◆ **WORK TO BE COMPLETED**: Among the entries below, find the lines with the word "MelifResult" and return them.

[Stored data entries]
———

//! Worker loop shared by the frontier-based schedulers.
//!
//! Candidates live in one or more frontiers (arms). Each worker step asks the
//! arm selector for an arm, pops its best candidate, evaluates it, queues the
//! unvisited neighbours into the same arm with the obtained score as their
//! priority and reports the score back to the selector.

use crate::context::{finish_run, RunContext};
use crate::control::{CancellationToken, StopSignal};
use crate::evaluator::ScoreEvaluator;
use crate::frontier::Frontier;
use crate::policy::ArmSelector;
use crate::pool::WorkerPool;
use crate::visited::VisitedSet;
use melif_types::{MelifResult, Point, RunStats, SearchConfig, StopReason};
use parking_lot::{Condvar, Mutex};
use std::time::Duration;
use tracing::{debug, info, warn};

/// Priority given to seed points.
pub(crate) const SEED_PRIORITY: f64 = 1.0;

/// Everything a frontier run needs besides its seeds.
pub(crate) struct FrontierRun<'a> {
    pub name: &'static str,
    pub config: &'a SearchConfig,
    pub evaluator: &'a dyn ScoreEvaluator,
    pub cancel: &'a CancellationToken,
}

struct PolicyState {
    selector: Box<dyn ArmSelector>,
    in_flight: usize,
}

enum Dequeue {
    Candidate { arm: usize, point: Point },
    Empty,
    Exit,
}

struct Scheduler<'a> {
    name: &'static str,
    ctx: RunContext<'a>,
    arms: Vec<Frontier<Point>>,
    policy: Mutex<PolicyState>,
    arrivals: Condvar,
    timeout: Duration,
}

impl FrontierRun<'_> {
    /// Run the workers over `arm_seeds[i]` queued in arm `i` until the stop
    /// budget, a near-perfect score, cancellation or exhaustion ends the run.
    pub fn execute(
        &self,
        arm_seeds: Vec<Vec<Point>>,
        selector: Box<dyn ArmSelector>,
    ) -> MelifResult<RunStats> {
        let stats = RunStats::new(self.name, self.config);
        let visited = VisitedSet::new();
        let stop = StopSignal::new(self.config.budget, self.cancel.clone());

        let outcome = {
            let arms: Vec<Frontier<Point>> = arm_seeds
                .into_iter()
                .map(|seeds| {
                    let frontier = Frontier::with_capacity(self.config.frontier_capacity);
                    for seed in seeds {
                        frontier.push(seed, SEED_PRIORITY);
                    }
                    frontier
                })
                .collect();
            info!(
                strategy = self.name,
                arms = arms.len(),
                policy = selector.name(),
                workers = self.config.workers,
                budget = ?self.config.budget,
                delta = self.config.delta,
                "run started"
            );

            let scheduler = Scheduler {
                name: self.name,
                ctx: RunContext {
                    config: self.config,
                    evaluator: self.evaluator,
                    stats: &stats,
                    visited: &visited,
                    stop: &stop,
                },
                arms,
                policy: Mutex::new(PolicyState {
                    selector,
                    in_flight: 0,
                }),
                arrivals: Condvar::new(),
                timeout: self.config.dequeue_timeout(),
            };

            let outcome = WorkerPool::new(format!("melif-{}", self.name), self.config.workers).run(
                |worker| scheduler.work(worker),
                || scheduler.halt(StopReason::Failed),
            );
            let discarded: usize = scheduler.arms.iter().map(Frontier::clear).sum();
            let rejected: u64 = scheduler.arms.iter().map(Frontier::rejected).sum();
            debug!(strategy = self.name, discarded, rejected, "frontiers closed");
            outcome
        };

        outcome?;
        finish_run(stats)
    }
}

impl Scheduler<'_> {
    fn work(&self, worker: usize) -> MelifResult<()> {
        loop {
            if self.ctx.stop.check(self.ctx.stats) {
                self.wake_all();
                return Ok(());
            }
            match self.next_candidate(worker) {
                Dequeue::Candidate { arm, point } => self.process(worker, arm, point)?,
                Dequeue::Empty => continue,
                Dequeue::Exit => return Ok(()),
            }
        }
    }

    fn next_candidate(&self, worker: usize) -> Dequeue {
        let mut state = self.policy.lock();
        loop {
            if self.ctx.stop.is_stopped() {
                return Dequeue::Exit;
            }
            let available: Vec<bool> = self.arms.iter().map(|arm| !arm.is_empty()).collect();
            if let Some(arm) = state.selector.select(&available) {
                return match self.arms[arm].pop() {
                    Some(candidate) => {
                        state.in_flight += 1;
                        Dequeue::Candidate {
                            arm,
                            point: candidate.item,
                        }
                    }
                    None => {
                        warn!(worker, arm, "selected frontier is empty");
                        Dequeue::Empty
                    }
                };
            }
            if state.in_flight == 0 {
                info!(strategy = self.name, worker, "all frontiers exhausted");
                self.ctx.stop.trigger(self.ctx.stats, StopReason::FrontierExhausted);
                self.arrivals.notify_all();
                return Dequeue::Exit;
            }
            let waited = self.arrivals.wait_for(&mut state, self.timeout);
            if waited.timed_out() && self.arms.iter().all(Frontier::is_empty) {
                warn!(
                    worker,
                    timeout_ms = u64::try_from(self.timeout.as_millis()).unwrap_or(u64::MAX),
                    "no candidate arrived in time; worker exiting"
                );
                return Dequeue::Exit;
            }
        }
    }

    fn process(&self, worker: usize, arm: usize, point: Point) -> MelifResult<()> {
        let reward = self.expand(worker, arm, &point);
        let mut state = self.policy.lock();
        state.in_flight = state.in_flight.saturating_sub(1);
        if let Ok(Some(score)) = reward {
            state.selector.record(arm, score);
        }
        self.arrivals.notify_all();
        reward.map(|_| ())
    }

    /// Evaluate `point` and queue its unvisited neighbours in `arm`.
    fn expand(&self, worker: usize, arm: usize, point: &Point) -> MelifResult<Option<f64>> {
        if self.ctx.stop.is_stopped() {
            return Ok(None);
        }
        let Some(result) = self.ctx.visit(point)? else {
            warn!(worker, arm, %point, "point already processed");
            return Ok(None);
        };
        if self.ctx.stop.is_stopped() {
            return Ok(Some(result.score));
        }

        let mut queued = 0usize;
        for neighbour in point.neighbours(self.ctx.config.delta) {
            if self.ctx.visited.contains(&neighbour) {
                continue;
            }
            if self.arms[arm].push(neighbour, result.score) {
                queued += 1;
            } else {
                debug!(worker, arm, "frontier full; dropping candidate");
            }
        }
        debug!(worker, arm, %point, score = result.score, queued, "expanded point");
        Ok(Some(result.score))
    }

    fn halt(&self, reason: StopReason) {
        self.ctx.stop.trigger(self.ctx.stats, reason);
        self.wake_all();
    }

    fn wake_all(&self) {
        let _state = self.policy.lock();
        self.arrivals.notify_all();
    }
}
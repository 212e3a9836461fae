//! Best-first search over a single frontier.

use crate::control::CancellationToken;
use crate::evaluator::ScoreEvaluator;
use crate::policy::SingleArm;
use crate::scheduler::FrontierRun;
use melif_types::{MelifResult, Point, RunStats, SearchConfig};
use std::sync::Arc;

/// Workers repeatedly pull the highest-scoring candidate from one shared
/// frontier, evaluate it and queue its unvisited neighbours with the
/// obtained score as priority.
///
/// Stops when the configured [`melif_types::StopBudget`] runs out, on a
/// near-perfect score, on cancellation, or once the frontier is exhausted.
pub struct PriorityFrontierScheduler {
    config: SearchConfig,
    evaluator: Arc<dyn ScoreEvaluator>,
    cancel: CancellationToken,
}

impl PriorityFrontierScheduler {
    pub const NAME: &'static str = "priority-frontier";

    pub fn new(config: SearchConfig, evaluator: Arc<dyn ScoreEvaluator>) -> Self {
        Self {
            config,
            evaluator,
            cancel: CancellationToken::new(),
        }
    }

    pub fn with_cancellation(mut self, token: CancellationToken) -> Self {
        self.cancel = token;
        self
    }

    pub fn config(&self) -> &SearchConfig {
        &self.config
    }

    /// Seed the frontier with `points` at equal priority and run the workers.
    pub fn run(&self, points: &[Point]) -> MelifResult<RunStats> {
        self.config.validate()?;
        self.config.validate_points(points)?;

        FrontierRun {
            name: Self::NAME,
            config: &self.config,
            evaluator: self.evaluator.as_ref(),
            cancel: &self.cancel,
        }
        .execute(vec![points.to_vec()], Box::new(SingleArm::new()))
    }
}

———

◆ **PROBLEM SOLUTION**:
use melif_types::{MelifResult, Point, RunStats, SearchConfig, StopReason};
    ) -> MelifResult<RunStats> {
    fn work(&self, worker: usize) -> MelifResult<()> {
    fn process(&self, worker: usize, arm: usize, point: Point) -> MelifResult<()> {
    fn expand(&self, worker: usize, arm: usize, point: &Point) -> MelifResult<Option<f64>> {
use melif_types::{MelifResult, Point, RunStats, SearchConfig};
    pub fn run(&self, points: &[Point]) -> MelifResult<RunStats> {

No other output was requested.